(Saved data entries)
[Start of section]

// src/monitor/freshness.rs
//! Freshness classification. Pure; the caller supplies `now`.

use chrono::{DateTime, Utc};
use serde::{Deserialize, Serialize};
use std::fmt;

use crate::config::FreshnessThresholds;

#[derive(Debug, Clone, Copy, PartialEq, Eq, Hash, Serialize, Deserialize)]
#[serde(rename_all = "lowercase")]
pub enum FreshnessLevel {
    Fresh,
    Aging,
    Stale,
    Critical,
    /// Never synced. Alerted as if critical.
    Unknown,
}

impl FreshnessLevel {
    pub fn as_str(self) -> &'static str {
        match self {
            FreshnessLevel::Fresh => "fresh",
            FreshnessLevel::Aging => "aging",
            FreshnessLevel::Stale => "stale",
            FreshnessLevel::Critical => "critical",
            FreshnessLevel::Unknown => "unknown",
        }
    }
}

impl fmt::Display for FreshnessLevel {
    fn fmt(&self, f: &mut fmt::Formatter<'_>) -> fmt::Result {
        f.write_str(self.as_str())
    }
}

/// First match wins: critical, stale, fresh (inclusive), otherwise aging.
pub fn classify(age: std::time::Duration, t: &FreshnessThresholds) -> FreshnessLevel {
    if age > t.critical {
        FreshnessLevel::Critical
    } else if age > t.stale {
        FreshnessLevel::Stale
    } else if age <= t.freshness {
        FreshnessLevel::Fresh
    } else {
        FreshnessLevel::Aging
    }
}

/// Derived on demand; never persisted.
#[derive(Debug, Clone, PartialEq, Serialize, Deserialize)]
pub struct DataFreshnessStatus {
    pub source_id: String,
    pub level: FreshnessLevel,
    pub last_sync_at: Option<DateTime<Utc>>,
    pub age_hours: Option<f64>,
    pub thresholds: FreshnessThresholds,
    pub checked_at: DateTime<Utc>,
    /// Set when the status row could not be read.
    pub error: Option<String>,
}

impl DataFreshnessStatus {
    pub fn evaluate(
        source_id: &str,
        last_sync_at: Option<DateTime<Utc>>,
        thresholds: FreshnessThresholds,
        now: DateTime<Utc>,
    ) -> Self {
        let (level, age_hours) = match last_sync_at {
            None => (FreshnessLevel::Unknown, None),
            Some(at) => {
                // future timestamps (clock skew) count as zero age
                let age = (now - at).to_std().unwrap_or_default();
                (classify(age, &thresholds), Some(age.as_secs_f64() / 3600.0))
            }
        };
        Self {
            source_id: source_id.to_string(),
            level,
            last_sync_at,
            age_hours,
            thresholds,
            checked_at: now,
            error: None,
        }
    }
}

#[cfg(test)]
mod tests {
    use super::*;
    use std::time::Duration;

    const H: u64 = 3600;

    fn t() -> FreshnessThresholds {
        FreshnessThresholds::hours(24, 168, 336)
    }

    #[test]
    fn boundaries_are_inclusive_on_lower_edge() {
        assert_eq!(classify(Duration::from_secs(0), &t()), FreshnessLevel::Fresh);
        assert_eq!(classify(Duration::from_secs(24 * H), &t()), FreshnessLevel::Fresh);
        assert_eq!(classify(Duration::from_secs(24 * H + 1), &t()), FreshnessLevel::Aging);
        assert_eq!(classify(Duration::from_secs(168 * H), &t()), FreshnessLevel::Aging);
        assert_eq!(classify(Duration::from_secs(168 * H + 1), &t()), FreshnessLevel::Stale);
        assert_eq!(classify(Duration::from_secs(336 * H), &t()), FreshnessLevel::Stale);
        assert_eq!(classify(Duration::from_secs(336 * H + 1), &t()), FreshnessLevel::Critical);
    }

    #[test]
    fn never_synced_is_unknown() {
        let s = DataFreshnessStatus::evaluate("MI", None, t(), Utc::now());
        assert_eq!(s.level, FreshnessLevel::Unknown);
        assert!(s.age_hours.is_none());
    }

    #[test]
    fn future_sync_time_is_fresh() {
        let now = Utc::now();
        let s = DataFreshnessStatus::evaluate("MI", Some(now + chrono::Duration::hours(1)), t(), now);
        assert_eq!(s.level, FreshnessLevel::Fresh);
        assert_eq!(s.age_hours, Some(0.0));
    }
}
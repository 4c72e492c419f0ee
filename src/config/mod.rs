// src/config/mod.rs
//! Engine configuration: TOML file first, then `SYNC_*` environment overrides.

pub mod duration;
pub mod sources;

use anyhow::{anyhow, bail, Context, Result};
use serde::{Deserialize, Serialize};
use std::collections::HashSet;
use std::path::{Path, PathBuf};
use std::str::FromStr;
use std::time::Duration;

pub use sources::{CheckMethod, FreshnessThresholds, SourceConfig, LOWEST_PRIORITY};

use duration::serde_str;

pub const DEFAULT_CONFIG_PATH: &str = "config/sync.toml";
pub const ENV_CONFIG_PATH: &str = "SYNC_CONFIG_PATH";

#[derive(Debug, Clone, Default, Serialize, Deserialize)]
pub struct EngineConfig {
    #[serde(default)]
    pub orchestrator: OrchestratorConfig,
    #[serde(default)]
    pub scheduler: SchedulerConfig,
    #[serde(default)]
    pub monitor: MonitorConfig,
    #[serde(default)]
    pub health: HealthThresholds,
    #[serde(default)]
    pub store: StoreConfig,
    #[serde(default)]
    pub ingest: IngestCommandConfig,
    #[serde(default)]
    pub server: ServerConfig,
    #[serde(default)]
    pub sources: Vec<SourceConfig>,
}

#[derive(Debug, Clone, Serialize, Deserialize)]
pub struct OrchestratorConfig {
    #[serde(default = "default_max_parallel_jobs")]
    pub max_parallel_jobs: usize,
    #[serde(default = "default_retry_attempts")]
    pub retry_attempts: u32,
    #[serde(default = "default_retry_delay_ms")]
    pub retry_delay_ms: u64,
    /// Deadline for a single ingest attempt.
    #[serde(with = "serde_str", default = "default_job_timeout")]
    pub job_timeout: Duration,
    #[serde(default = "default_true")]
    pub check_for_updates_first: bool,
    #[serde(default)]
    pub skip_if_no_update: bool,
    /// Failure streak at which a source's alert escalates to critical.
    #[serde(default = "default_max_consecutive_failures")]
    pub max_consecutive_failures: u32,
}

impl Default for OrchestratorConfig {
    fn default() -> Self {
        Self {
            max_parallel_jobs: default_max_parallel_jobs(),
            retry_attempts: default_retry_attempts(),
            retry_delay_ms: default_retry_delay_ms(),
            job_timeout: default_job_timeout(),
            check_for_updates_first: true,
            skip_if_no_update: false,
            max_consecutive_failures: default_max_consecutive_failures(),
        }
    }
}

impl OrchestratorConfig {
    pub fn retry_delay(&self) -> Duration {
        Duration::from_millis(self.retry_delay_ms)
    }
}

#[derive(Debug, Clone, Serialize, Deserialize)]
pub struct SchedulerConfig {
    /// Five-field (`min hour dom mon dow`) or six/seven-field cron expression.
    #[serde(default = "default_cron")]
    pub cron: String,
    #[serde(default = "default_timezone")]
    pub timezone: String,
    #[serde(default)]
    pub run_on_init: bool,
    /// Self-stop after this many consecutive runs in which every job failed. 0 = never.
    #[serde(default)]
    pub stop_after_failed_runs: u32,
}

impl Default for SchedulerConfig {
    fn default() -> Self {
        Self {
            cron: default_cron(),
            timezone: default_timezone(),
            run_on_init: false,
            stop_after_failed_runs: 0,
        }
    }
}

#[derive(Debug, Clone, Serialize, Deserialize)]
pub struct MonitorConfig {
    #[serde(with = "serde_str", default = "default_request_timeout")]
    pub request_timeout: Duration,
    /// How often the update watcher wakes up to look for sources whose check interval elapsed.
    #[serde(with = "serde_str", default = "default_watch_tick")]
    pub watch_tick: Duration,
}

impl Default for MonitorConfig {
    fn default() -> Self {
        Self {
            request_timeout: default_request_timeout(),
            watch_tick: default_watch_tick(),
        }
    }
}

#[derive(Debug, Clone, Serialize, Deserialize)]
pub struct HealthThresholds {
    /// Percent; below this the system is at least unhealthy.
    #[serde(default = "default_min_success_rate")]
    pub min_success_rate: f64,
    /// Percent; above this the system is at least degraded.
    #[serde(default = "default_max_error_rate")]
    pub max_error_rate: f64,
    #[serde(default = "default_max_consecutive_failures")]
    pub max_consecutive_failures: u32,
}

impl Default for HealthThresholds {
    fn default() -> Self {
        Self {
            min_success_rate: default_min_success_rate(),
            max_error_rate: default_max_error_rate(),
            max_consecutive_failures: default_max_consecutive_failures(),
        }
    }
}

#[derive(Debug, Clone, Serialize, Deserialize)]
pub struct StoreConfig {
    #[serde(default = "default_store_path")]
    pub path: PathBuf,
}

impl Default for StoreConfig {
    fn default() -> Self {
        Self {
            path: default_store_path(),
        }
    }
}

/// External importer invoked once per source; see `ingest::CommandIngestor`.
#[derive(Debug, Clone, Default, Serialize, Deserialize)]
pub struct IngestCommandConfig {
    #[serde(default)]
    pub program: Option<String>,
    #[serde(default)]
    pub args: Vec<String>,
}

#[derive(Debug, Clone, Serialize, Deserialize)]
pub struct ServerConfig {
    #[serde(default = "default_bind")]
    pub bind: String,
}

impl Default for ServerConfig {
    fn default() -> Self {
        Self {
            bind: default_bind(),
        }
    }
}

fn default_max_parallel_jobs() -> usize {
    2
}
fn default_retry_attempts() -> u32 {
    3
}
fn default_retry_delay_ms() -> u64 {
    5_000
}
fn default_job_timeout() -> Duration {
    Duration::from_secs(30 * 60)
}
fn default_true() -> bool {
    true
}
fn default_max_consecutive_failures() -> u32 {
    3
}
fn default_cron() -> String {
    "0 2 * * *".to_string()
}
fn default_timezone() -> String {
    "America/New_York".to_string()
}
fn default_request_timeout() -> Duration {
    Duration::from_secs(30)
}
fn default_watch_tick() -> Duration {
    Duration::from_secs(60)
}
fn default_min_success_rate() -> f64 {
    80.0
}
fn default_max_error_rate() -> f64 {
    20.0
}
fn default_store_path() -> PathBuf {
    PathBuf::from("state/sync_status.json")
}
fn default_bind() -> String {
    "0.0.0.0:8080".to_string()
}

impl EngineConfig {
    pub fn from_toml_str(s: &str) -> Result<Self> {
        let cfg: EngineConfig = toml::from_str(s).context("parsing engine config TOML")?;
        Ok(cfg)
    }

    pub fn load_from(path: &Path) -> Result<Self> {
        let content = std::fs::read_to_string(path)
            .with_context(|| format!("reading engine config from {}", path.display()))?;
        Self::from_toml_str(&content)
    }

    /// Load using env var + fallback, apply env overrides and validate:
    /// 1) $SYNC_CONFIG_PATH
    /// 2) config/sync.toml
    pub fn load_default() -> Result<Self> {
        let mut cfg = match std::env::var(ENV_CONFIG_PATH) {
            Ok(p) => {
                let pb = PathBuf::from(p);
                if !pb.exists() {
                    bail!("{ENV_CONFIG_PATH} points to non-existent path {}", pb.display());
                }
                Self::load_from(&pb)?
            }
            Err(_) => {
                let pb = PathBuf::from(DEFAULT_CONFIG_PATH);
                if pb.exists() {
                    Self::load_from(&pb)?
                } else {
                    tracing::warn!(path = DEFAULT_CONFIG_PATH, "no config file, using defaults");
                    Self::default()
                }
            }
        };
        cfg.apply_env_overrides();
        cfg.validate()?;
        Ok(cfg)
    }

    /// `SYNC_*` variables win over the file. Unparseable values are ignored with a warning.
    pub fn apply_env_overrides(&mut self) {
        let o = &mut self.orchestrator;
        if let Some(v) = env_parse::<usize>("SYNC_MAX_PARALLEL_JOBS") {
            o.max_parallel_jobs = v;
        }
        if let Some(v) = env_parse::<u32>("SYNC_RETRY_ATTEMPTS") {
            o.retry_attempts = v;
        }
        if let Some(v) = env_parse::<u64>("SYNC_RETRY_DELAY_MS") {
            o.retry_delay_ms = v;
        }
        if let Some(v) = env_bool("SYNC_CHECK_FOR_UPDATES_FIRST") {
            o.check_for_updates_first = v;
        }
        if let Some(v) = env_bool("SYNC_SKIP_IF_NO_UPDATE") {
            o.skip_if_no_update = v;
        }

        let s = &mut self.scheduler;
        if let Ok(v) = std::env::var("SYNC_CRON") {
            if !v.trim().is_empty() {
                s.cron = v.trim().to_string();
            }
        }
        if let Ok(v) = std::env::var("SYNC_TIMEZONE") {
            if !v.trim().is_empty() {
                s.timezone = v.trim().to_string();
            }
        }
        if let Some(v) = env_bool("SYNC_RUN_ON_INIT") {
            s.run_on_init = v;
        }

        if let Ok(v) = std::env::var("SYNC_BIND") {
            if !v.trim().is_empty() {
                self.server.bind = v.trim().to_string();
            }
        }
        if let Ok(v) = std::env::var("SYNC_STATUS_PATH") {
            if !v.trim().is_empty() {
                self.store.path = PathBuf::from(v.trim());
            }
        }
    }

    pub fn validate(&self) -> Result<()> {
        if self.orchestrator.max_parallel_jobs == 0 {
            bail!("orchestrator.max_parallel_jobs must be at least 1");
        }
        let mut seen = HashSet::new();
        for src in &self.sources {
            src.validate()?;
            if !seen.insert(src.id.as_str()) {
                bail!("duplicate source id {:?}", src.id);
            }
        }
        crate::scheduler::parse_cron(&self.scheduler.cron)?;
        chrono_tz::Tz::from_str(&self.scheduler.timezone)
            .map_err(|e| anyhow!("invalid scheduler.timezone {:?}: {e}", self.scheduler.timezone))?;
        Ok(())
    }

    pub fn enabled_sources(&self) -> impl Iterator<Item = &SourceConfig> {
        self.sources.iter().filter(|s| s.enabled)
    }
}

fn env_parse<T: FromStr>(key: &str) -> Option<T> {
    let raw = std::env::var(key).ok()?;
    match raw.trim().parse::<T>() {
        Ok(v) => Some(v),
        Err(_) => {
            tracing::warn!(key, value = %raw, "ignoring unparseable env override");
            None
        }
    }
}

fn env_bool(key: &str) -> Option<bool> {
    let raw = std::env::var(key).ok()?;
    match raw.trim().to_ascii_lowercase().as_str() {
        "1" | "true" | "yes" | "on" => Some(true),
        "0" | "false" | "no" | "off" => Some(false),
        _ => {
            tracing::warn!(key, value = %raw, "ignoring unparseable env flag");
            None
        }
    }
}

[End of section]

Problem to solve: Only the lines above starting with the one with "let now = Utc::now();" and going through the one with "pub const DEFAULT_CONFIG_PATH: &str" are to be copied, word for word and with both ends kept.

Solution for this task:
        let now = Utc::now();
        let s = DataFreshnessStatus::evaluate("MI", Some(now + chrono::Duration::hours(1)), t(), now);
        assert_eq!(s.level, FreshnessLevel::Fresh);
        assert_eq!(s.age_hours, Some(0.0));
    }
}
repository 4c72e492c419f0ee
filename src/config/mod.rs
// src/config/mod.rs
//! Engine configuration: TOML file first, then `SYNC_*` environment overrides.

pub mod duration;
pub mod sources;

use anyhow::{anyhow, bail, Context, Result};
use serde::{Deserialize, Serialize};
use std::collections::HashSet;
use std::path::{Path, PathBuf};
use std::str::FromStr;
use std::time::Duration;

pub use sources::{CheckMethod, FreshnessThresholds, SourceConfig, LOWEST_PRIORITY};

use duration::serde_str;

pub const DEFAULT_CONFIG_PATH: &str = "config/sync.toml";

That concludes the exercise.